Scan the records below. Copy every line in which the word "timings" appears.

[Dataset records — start]

//! Guided intervention sessions.
//!
//! Every session starts with a short pre-roll countdown, then runs one of
//! three exercises picked by the intervention kind:
//!
//! ```text
//! PreRoll(5s) ──▶ Running(Breathing | Grounding | Pause) ──▶ Completed(duration)
//!      │                          │
//!      └──────── cancel ──────────┴──▶ Cancelled
//! ```
//!
//! The pre-roll is never counted in the reported duration. All exercises
//! report completion the same way: one duration in seconds, handed to the
//! completion callback exactly once.

pub mod breathing;
pub mod grounding;
pub mod pause;
pub mod ticker;

pub use breathing::{BreathPhase, BreathingSession, BreathingState};
pub use grounding::{GroundingPrompt, GroundingSession, GroundingStep, GROUNDING_PROMPTS};
pub use pause::{format_clock, PauseTimer, DEFAULT_PAUSE_SECS};
pub use ticker::{spawn_ticker, SharedRunner, TickerHandle};

use crate::core::catalog::{preparation_text, InterventionDef};
use crate::store::types::{InterventionKind, NewInterventionLog};
use chrono::{DateTime, Utc};

/// Length of the pre-roll countdown in seconds.
pub const PREROLL_SECS: u32 = 5;

/// Session errors.
#[derive(Debug, Clone, PartialEq, Eq, thiserror::Error)]
pub enum SessionError {
    #[error("Breathing exercise '{0}' has no phase timings")]
    MissingBreathParams(String),
    #[error("Unknown intervention '{0}'")]
    UnknownIntervention(String),
}

/// The exercise behind a running session.
#[derive(Debug, Clone, PartialEq)]
pub enum Exercise {
    Breathing(BreathingSession),
    Grounding(GroundingSession),
    Pause(PauseTimer),
}

impl Exercise {
    /// Build the exercise for a catalog entry, starting at `now`.
    pub fn for_intervention(
        def: &InterventionDef,
        pause_secs: u32,
        now: DateTime<Utc>,
    ) -> Result<Self, SessionError> {
        match def.kind {
            InterventionKind::Breathing => def
                .params
                .map(|params| Exercise::Breathing(BreathingSession::new(params)))
                .ok_or_else(|| SessionError::MissingBreathParams(def.id.to_string())),
            InterventionKind::Grounding => Ok(Exercise::Grounding(GroundingSession::start(now))),
            InterventionKind::Pause => Ok(Exercise::Pause(PauseTimer::new(pause_secs))),
        }
    }

    /// One second passes. Grounding is driven by the user, not the clock.
    pub fn tick(&mut self) {
        match self {
            Exercise::Breathing(session) => session.tick(),
            Exercise::Pause(timer) => timer.tick(),
            Exercise::Grounding(_) => {}
        }
    }
}

/// A finished session.
#[derive(Debug, Clone, Copy, PartialEq, Eq)]
pub struct Completion {
    /// Catalog id, e.g. `box-breathing`
    pub intervention_id: &'static str,
    pub kind: InterventionKind,
    pub duration_seconds: u32,
}

impl Completion {
    /// The store record for this completion.
    pub fn to_log(&self) -> NewInterventionLog {
        NewInterventionLog {
            kind: self.kind,
            sub_type: Some(self.intervention_id.to_string()),
            duration_seconds: self.duration_seconds,
            completed: true,
        }
    }
}

/// Where a session currently is.
#[derive(Debug, Clone, PartialEq)]
pub enum Stage {
    /// Seconds left before the exercise starts
    PreRoll(u32),
    Running(Exercise),
    Completed(Completion),
    Cancelled,
}

type CompletionCallback = Box<dyn FnMut(&Completion) + Send>;

/// Drives one intervention session from pre-roll to completion.
pub struct SessionRunner {
    def: &'static InterventionDef,
    pause_secs: u32,
    stage: Stage,
    on_complete: Option<CompletionCallback>,
}

impl std::fmt::Debug for SessionRunner {
    fn fmt(&self, f: &mut std::fmt::Formatter<'_>) -> std::fmt::Result {
        f.debug_struct("SessionRunner")
            .field("intervention", &self.def.id)
            .field("stage", &self.stage)
            .finish()
    }
}

impl SessionRunner {
    /// Create a runner in its pre-roll stage. Breathing entries without phase
    /// timings are rejected up front.
    pub fn new(def: &'static InterventionDef, pause_secs: u32) -> Result<Self, SessionError> {
        if def.kind == InterventionKind::Breathing && def.params.is_none() {
            return Err(SessionError::MissingBreathParams(def.id.to_string()));
        }
        Ok(Self {
            def,
            pause_secs,
            stage: Stage::PreRoll(PREROLL_SECS),
            on_complete: None,
        })
    }

    /// Runner for a catalog id.
    pub fn for_id(id: &str, pause_secs: u32) -> Result<Self, SessionError> {
        let def = crate::core::catalog::find_intervention(id)
            .ok_or_else(|| SessionError::UnknownIntervention(id.to_string()))?;
        Self::new(def, pause_secs)
    }

    /// Register the callback that receives the completion.
    pub fn on_complete(mut self, callback: impl FnMut(&Completion) + Send + 'static) -> Self {
        self.on_complete = Some(Box::new(callback));
        self
    }

    pub fn intervention(&self) -> &'static InterventionDef {
        self.def
    }

    pub fn stage(&self) -> &Stage {
        &self.stage
    }

    pub fn completion(&self) -> Option<Completion> {
        match self.stage {
            Stage::Completed(completion) => Some(completion),
            _ => None,
        }
    }

    /// Whether the session reached a terminal stage.
    pub fn is_done(&self) -> bool {
        matches!(self.stage, Stage::Completed(_) | Stage::Cancelled)
    }

    /// Instructions shown during the pre-roll.
    pub fn preparation(&self) -> &'static str {
        preparation_text(self.def.kind)
    }

    /// One second passes.
    pub fn tick(&mut self, now: DateTime<Utc>) {
        let preroll_over = match &mut self.stage {
            Stage::PreRoll(remaining) => {
                *remaining = remaining.saturating_sub(1);
                *remaining == 0
            }
            Stage::Running(exercise) => {
                exercise.tick();
                false
            }
            Stage::Completed(_) | Stage::Cancelled => false,
        };
        if preroll_over {
            self.start_exercise(now);
        }
    }

    /// "End Session" / "Done Early": report what has been done so far. During
    /// the pre-roll this cancels without a completion.
    pub fn end(&mut self, now: DateTime<Utc>) -> Option<Completion> {
        if matches!(self.stage, Stage::PreRoll(_)) {
            self.stage = Stage::Cancelled;
            return None;
        }
        let duration = match &self.stage {
            Stage::PreRoll(_) | Stage::Cancelled => return None,
            Stage::Running(Exercise::Breathing(session)) => session.elapsed(),
            Stage::Running(Exercise::Grounding(session)) => session.elapsed(now),
            Stage::Running(Exercise::Pause(timer)) => timer.done_early(),
            Stage::Completed(completion) => return Some(*completion),
        };
        Some(self.complete(duration))
    }

    /// "Next" for grounding, "Finish" for a pause that reached zero. Other
    /// stages ignore it.
    pub fn advance(&mut self, now: DateTime<Utc>) -> Option<Completion> {
        let duration = match &mut self.stage {
            Stage::Running(Exercise::Grounding(session)) => match session.next(now) {
                GroundingStep::Advanced(_) => return None,
                GroundingStep::Completed(duration) => duration,
            },
            Stage::Running(Exercise::Pause(timer)) => timer.finish()?,
            Stage::Completed(completion) => return Some(*completion),
            _ => return None,
        };
        Some(self.complete(duration))
    }

    /// Pause or resume a timed pause.
    pub fn toggle_pause(&mut self) {
        if let Stage::Running(Exercise::Pause(timer)) = &mut self.stage {
            timer.toggle();
        }
    }

    /// Abandon the session without reporting.
    pub fn cancel(&mut self) {
        if !self.is_done() {
            self.stage = Stage::Cancelled;
        }
    }

    /// One-line description of the current stage.
    pub fn status_line(&self) -> String {
        match &self.stage {
            Stage::PreRoll(remaining) => format!("Starting in {remaining}..."),
            Stage::Running(Exercise::Breathing(session)) => {
                let state = session.state();
                format!(
                    "{} {}s  [{}]",
                    session.instruction(),
                    state.remaining,
                    format_clock(state.elapsed)
                )
            }
            Stage::Running(Exercise::Grounding(session)) => {
                let prompt = session.current();
                format!(
                    "Step {} of {}: Find {} {}",
                    session.step_index() + 1,
                    GROUNDING_PROMPTS.len(),
                    prompt.count,
                    prompt.title.to_lowercase()
                )
            }
            Stage::Running(Exercise::Pause(timer)) => {
                let label = if timer.is_finished() {
                    "Time's up"
                } else if timer.is_running() {
                    "Focus on being present"
                } else {
                    "Paused"
                };
                format!("{}  {label}", format_clock(timer.remaining()))
            }
            Stage::Completed(completion) => {
                format!("Completed in {}", format_clock(completion.duration_seconds))
            }
            Stage::Cancelled => "Cancelled".to_string(),
        }
    }

    fn start_exercise(&mut self, now: DateTime<Utc>) {
        match Exercise::for_intervention(self.def, self.pause_secs, now) {
            Ok(exercise) => {
                tracing::debug!(intervention = self.def.id, "exercise started");
                self.stage = Stage::Running(exercise);
            }
            Err(e) => {
                tracing::warn!("Could not start exercise: {e}");
                self.stage = Stage::Cancelled;
            }
        }
    }

    fn complete(&mut self, duration_seconds: u32) -> Completion {
        let completion = Completion {
            intervention_id: self.def.id,
            kind: self.def.kind,
            duration_seconds,
        };
        self.stage = Stage::Completed(completion);
        if let Some(callback) = self.on_complete.as_mut() {
            callback(&completion);
        }
        completion
    }
}

#[cfg(test)]
mod tests {
    use super::*;
    use chrono::Duration;
    use std::sync::{Arc, Mutex};

    fn run_preroll(runner: &mut SessionRunner, now: DateTime<Utc>) {
        for _ in 0..PREROLL_SECS {
            runner.tick(now);
        }
    }

    #[test]
    fn test_preroll_precedes_exercise() {
        let mut runner = SessionRunner::for_id("box-breathing", 60).unwrap();
        let now = Utc::now();
        assert_eq!(runner.stage(), &Stage::PreRoll(5));
        assert!(runner.preparation().contains("breath"));

        for expected in (1..5).rev() {
            runner.tick(now);
            assert_eq!(runner.stage(), &Stage::PreRoll(expected));
        }
        runner.tick(now);
        assert!(matches!(
            runner.stage(),
            Stage::Running(Exercise::Breathing(_))
        ));
    }

    #[test]
    fn test_breathing_reports_elapsed_on_end_only() {
        let reported = Arc::new(Mutex::new(Vec::new()));
        let sink = reported.clone();
        let mut runner = SessionRunner::for_id("box-breathing", 60)
            .unwrap()
            .on_complete(move |c| sink.lock().unwrap().push(c.duration_seconds));
        let now = Utc::now();

        run_preroll(&mut runner, now);
        for _ in 0..16 {
            runner.tick(now);
        }
        match runner.stage() {
            Stage::Running(Exercise::Breathing(session)) => {
                assert_eq!(session.state().phase, BreathPhase::Inhale);
                assert_eq!(session.state().remaining, 4);
            }
            other => panic!("unexpected stage {other:?}"),
        }
        assert!(reported.lock().unwrap().is_empty());

        let completion = runner.end(now).unwrap();
        assert_eq!(completion.duration_seconds, 16);
        assert_eq!(completion.intervention_id, "box-breathing");
        assert_eq!(*reported.lock().unwrap(), vec![16]);

        // Ending again neither re-reports nor changes the result
        assert_eq!(runner.end(now), Some(completion));
        assert_eq!(reported.lock().unwrap().len(), 1);
    }

    #[test]
    fn test_grounding_uses_wall_clock_after_preroll() {
        let mut runner = SessionRunner::for_id("5-4-3-2-1-grounding", 60).unwrap();
        let start = Utc::now();
        run_preroll(&mut runner, start);

        for _ in 0..4 {
            assert_eq!(runner.advance(start + Duration::seconds(10)), None);
        }
        let completion = runner.advance(start + Duration::seconds(75)).unwrap();
        assert_eq!(completion.kind, InterventionKind::Grounding);
        assert_eq!(completion.duration_seconds, 75);
    }

    #[test]
    fn test_pause_requires_confirmation() {
        let mut runner = SessionRunner::for_id("1-minute-pause", 3).unwrap();
        let now = Utc::now();
        run_preroll(&mut runner, now);

        assert_eq!(runner.advance(now), None);
        for _ in 0..10 {
            runner.tick(now);
        }
        assert!(!runner.is_done());
        assert!(runner.status_line().contains("Time's up"));

        let completion = runner.advance(now).unwrap();
        assert_eq!(completion.duration_seconds, 3);
        assert!(runner.is_done());
    }

    #[test]
    fn test_pause_done_early_excludes_paused_time() {
        let mut runner = SessionRunner::for_id("1-minute-pause", 60).unwrap();
        let now = Utc::now();
        run_preroll(&mut runner, now);

        for _ in 0..5 {
            runner.tick(now);
        }
        runner.toggle_pause();
        for _ in 0..5 {
            runner.tick(now);
        }
        assert!(runner.status_line().contains("Paused"));
        assert_eq!(runner.end(now).unwrap().duration_seconds, 5);
    }

    #[test]
    fn test_end_during_preroll_cancels() {
        let reported = Arc::new(Mutex::new(0));
        let sink = reported.clone();
        let mut runner = SessionRunner::for_id("box-breathing", 60)
            .unwrap()
            .on_complete(move |_| *sink.lock().unwrap() += 1);

        runner.tick(Utc::now());
        assert_eq!(runner.end(Utc::now()), None);
        assert_eq!(runner.stage(), &Stage::Cancelled);
        assert_eq!(*reported.lock().unwrap(), 0);
    }

    #[test]
    fn test_completion_to_log() {
        let completion = Completion {
            intervention_id: "4-7-8-breathing",
            kind: InterventionKind::Breathing,
            duration_seconds: 95,
        };
        let log = completion.to_log();
        assert_eq!(log.sub_type.as_deref(), Some("4-7-8-breathing"));
        assert!(log.completed);
    }

    #[test]
    fn test_unknown_intervention() {
        assert!(matches!(
            SessionRunner::for_id("cold-plunge", 60),
            Err(SessionError::UnknownIntervention(_))
        ));
    }
}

[Dataset records — finish]

■ Exercise solution ■
    #[error("Breathing exercise '{0}' has no phase timings")]
    /// timings are rejected up front.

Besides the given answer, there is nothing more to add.